What happens when the TMG firewall goes into lockdown mode? The following:
- The kernel-mode packet filter driver (fweng) applies the firewall policy.
- Outgoing traffic from the Local Host network to all networks is allowed. If an outgoing connection is established, that connection can be used to respond to incoming traffic. For example, a DNS query can receive a DNS response on the same connection.
- The following system policy rules continue to allow incoming traffic to the Local Host network unless they are disabled:
- Allow remote management from selected computers using MMC.
- Allow remote management from selected computers using Terminal Server.
- Allow DHCP replies from DHCP servers to Forefront TMG.
- Allow ICMP (PING) requests from selected computers to Forefront TMG.
- VPN remote access clients cannot access Forefront TMG. Similarly, access is denied to remote site networks in site-to-site VPN scenarios.
- Any changes to the network configuration that are made in lockdown mode are applied only after the Firewall service restarts and Forefront TMG exits lockdown mode.

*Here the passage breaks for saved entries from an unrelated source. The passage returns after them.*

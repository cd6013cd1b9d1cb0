//! Single-writer runtime around the [`TopologyBuilder`].
//!
//! Per-kind producers push into one bounded intake queue. A single tokio
//! task owns the builder, applies queued messages in arrival order, and
//! after each batch publishes an immutable [`GraphSnapshot`] through a
//! `watch` channel and the batch's [`GraphDelta`] through a `broadcast`
//! channel. Readers clone an `Arc` and never wait on the writer.

use futures::{Stream, StreamExt};
use serde::{Deserialize, Serialize};
use std::sync::Arc;
use std::time::Instant;
use thiserror::Error;
use tokio::sync::{broadcast, mpsc, oneshot, watch};
use tokio::task::JoinHandle;
use tokio::time::MissedTickBehavior;
use tokio_stream::wrappers::errors::BroadcastStreamRecvError;
use tokio_stream::wrappers::BroadcastStream;
use tokio_util::sync::CancellationToken;
use tracing::{debug, info, warn};

use crate::builder::{BuilderStats, TopologyBuilder};
use crate::config::EngineConfig;
use crate::event::{Action, WatchEvent, WatchRecord};
use crate::model::ResourceKind;
use crate::rules::RuleRegistry;
use crate::store::{GraphDelta, GraphSnapshot};

#[derive(Debug, Error, Clone, PartialEq, Eq)]
pub enum EngineError {
    #[error("Topology engine has shut down")]
    Closed,
}

enum Intake {
    Event(WatchEvent),
    Synced(ResourceKind),
    Flush(oneshot::Sender<u64>),
}

/// Counters published after every batch.
#[derive(Debug, Clone, Default, PartialEq, Eq, Serialize, Deserialize)]
pub struct EngineStats {
    pub version: u64,
    pub nodes: usize,
    pub edges: usize,
    pub batches: u64,
    pub synced_kinds: usize,
    #[serde(flatten)]
    pub builder: BuilderStats,
}

/// Producer handle for one resource kind.
#[derive(Clone)]
pub struct KindSource {
    kind: ResourceKind,
    tx: mpsc::Sender<Intake>,
}

impl KindSource {
    pub fn kind(&self) -> ResourceKind {
        self.kind
    }

    /// Queue an event, waiting while the intake queue is full.
    pub async fn send(&self, action: Action, object: serde_json::Value) -> Result<(), EngineError> {
        let event = WatchEvent::new(self.kind, action, object);
        self.tx.send(Intake::Event(event)).await.map_err(|_| EngineError::Closed)
    }

    pub async fn add(&self, object: serde_json::Value) -> Result<(), EngineError> {
        self.send(Action::Add, object).await
    }

    pub async fn update(&self, object: serde_json::Value) -> Result<(), EngineError> {
        self.send(Action::Update, object).await
    }

    pub async fn delete(&self, object: serde_json::Value) -> Result<(), EngineError> {
        self.send(Action::Delete, object).await
    }

    /// Mark the initial listing of this kind as complete.
    pub async fn sync_complete(&self) -> Result<(), EngineError> {
        self.tx.send(Intake::Synced(self.kind)).await.map_err(|_| EngineError::Closed)
    }
}

/// Handle to the running writer task.
pub struct TopologyEngine {
    tx: mpsc::Sender<Intake>,
    snapshots: watch::Receiver<Arc<GraphSnapshot>>,
    stats: watch::Receiver<EngineStats>,
    deltas: broadcast::Sender<GraphDelta>,
    shutdown: CancellationToken,
    task: JoinHandle<()>,
}

impl TopologyEngine {
    /// Start the writer with the default rule registry. Must be called
    /// inside a tokio runtime.
    pub fn spawn(config: &EngineConfig) -> Self {
        Self::spawn_with(config, TopologyBuilder::with_rules(RuleRegistry::new()))
    }

    /// Start the writer around an existing builder.
    pub fn spawn_with(config: &EngineConfig, builder: TopologyBuilder) -> Self {
        let (tx, rx) = mpsc::channel(config.intake_capacity.max(1));
        let (snapshot_tx, snapshots) = watch::channel(Arc::new(builder.snapshot()));
        let (stats_tx, stats) = watch::channel(EngineStats::default());
        let (deltas, _) = broadcast::channel(config.delta_capacity.max(1));
        let shutdown = CancellationToken::new();

        let writer = Writer {
            builder,
            config: config.clone(),
            snapshot_tx,
            stats_tx,
            deltas: deltas.clone(),
            batches: 0,
        };
        let task = tokio::spawn(writer.run(rx, shutdown.clone()));
        info!(
            intake_capacity = config.intake_capacity,
            max_batch = config.max_batch,
            "Topology engine started"
        );

        Self {
            tx,
            snapshots,
            stats,
            deltas,
            shutdown,
            task,
        }
    }

    /// Producer handle for `kind`.
    pub fn source(&self, kind: ResourceKind) -> KindSource {
        KindSource {
            kind,
            tx: self.tx.clone(),
        }
    }

    pub async fn submit(&self, event: WatchEvent) -> Result<(), EngineError> {
        self.tx.send(Intake::Event(event)).await.map_err(|_| EngineError::Closed)
    }

    /// Queue a recorded event or sync marker.
    pub async fn submit_record(&self, record: WatchRecord) -> Result<(), EngineError> {
        let msg = match record {
            WatchRecord::Event(event) => Intake::Event(event),
            WatchRecord::Sync { kind } => Intake::Synced(kind),
        };
        self.tx.send(msg).await.map_err(|_| EngineError::Closed)
    }

    pub async fn sync_complete(&self, kind: ResourceKind) -> Result<(), EngineError> {
        self.tx.send(Intake::Synced(kind)).await.map_err(|_| EngineError::Closed)
    }

    /// Wait until everything queued before this call is applied and
    /// published. Returns the published version.
    pub async fn flush(&self) -> Result<u64, EngineError> {
        let (done, wait) = oneshot::channel();
        self.tx.send(Intake::Flush(done)).await.map_err(|_| EngineError::Closed)?;
        wait.await.map_err(|_| EngineError::Closed)
    }

    /// Latest published snapshot.
    pub fn snapshot(&self) -> Arc<GraphSnapshot> {
        self.snapshots.borrow().clone()
    }

    /// Receiver notified on every published snapshot.
    pub fn watch_snapshots(&self) -> watch::Receiver<Arc<GraphSnapshot>> {
        self.snapshots.clone()
    }

    pub fn stats(&self) -> EngineStats {
        self.stats.borrow().clone()
    }

    /// Raw delta receiver.
    pub fn subscribe(&self) -> broadcast::Receiver<GraphDelta> {
        self.deltas.subscribe()
    }

    pub(crate) fn delta_sender(&self) -> broadcast::Sender<GraphDelta> {
        self.deltas.clone()
    }

    /// Deltas published from now on. A subscriber that falls behind skips
    /// the lost deltas and should re-fetch the full graph.
    pub fn subscribe_deltas(&self) -> impl Stream<Item = GraphDelta> + Send + 'static {
        BroadcastStream::new(self.deltas.subscribe()).filter_map(|item| async move {
            match item {
                Ok(delta) => Some(delta),
                Err(BroadcastStreamRecvError::Lagged(skipped)) => {
                    warn!(skipped, "Delta subscriber lagged");
                    None
                }
            }
        })
    }

    /// Stop the writer after the message it is working on.
    pub async fn shutdown(self) {
        self.shutdown.cancel();
        if let Err(err) = self.task.await {
            warn!(error = %err, "Topology writer task failed");
        }
    }
}

struct Writer {
    builder: TopologyBuilder,
    config: EngineConfig,
    snapshot_tx: watch::Sender<Arc<GraphSnapshot>>,
    stats_tx: watch::Sender<EngineStats>,
    deltas: broadcast::Sender<GraphDelta>,
    batches: u64,
}

impl Writer {
    async fn run(mut self, mut rx: mpsc::Receiver<Intake>, shutdown: CancellationToken) {
        let mut ticker = tokio::time::interval(self.config.expiry_interval());
        ticker.set_missed_tick_behavior(MissedTickBehavior::Delay);
        // The first tick completes immediately.
        ticker.tick().await;

        loop {
            tokio::select! {
                biased;
                _ = shutdown.cancelled() => break,
                msg = rx.recv() => {
                    let Some(msg) = msg else { break };
                    let mut flushes = Vec::new();
                    self.handle(msg, &mut flushes);
                    let mut drained = 1;
                    while drained < self.config.max_batch {
                        match rx.try_recv() {
                            Ok(msg) => self.handle(msg, &mut flushes),
                            Err(_) => break,
                        }
                        drained += 1;
                    }
                    let version = self.publish();
                    for done in flushes {
                        let _ = done.send(version);
                    }
                }
                _ = ticker.tick() => {
                    let expired = self.builder.expire_pending(Instant::now(), self.config.pending_horizon());
                    if !expired.is_empty() {
                        self.publish();
                    }
                }
            }
        }
        info!(version = self.builder.store().version(), "Topology engine stopped");
    }

    fn handle(&mut self, msg: Intake, flushes: &mut Vec<oneshot::Sender<u64>>) {
        match msg {
            // Rejections are logged and counted by the builder.
            Intake::Event(event) => {
                let _ = self.builder.apply(&event);
            }
            Intake::Synced(kind) => self.builder.mark_synced(kind),
            Intake::Flush(done) => flushes.push(done),
        }
    }

    /// Publish the current state when it changed. Returns the store version.
    fn publish(&mut self) -> u64 {
        let version = self.builder.store().version();
        if self.builder.store().has_changes() {
            let delta = self.builder.take_delta();
            self.snapshot_tx.send_replace(Arc::new(self.builder.snapshot()));
            self.batches += 1;
            if !delta.is_empty() {
                // No subscribers is fine.
                let _ = self.deltas.send(delta);
            }
            debug!(version, batch = self.batches, "Published snapshot");
        }

        let store = self.builder.store();
        self.stats_tx.send_replace(EngineStats {
            version,
            nodes: store.node_count(),
            edges: store.edge_count(),
            batches: self.batches,
            synced_kinds: ResourceKind::ALL.iter().filter(|k| self.builder.is_synced(**k)).count(),
            builder: self.builder.stats(),
        });
        version
    }
}

#[cfg(test)]
mod tests {
    use super::*;
    use serde_json::json;

    #[tokio::test]
    async fn test_flush_publishes_snapshot() {
        let engine = TopologyEngine::spawn(&EngineConfig::default());
        let pods = engine.source(ResourceKind::Pod);
        pods.add(json!({"metadata": {"name": "p", "namespace": "default"}})).await.unwrap();
        let version = engine.flush().await.unwrap();

        let snapshot = engine.snapshot();
        assert_eq!(snapshot.version(), version);
        assert_eq!(snapshot.node_count(), 1);
        assert_eq!(engine.stats().builder.events_applied, 1);
        engine.shutdown().await;
    }

    #[tokio::test]
    async fn test_closed_after_shutdown() {
        let engine = TopologyEngine::spawn(&EngineConfig::default());
        let source = engine.source(ResourceKind::Pod);
        engine.shutdown().await;
        assert_eq!(source.sync_complete().await, Err(EngineError::Closed));
    }
}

- Forefront TMG does not issue any alerts
For more information on TMG firewalls in lockdown mode, check out http://technet.microsoft.com/en-us/library/cc441609.aspx
HTH,
Tom
Thomas W Shinder, M.D., MCSE
Sr. Consultant / Technical Writer
Prowess Consulting www.prowessconsulting.com
PROWESS CONSULTING documentation | integration | virtualization
Email: tshinder@isaserver.org
MVP — Forefront Edge Security (ISA/TMG/IAG)
Amy B Says:
October 12th, 2008 at 5:48 pm
Tom,
Just a quick note for those that had bad experiences with SQL logging and LockDown Mode in previous versions. TMG is much more tolerant of interruptions to the logging database. So if your SQL server gets rebooted TMG won’t immediately go into LockDown as previous version of ISA did.
Var ska jag nu får uppslag för nya klädinköp? | Mina dagliga bestyr Says:
October 13th, 2008 at 7:10 am
[…] About TMG Lockdown Mode […]
Paulo Oliveira Says:
October 13th, 2008 at 12:46 pm
Hi Tom,
for what I´ve seen nothing has changed about lockdown mode on ISA since 2004 version, except the SQL logging tolerance.
Regards,
Paulo Oliveira.
Joe Swanson Says:
September 7th, 2011 at 1:13 pm
Is there anyway to disable the Lockdown mode altogether? This feature, I believe, caused so much headache in our network. If a laptop with skype is connected to our network, immediately ISA 2004 goes into lockdown mode and shuts the whole network. Nobody can go anywhere. I can’t even TS into ISA. I have to reboot ISA before any outbound traffic (Internal –> External) can get to WAN. The event viewer has no entry.
I would expect ISA to ONLY shutdown / block the offending client’s traffic, not bring down the entire network. This is very embarrassing. I thought I don’t have to deal with this problem in TMG2010.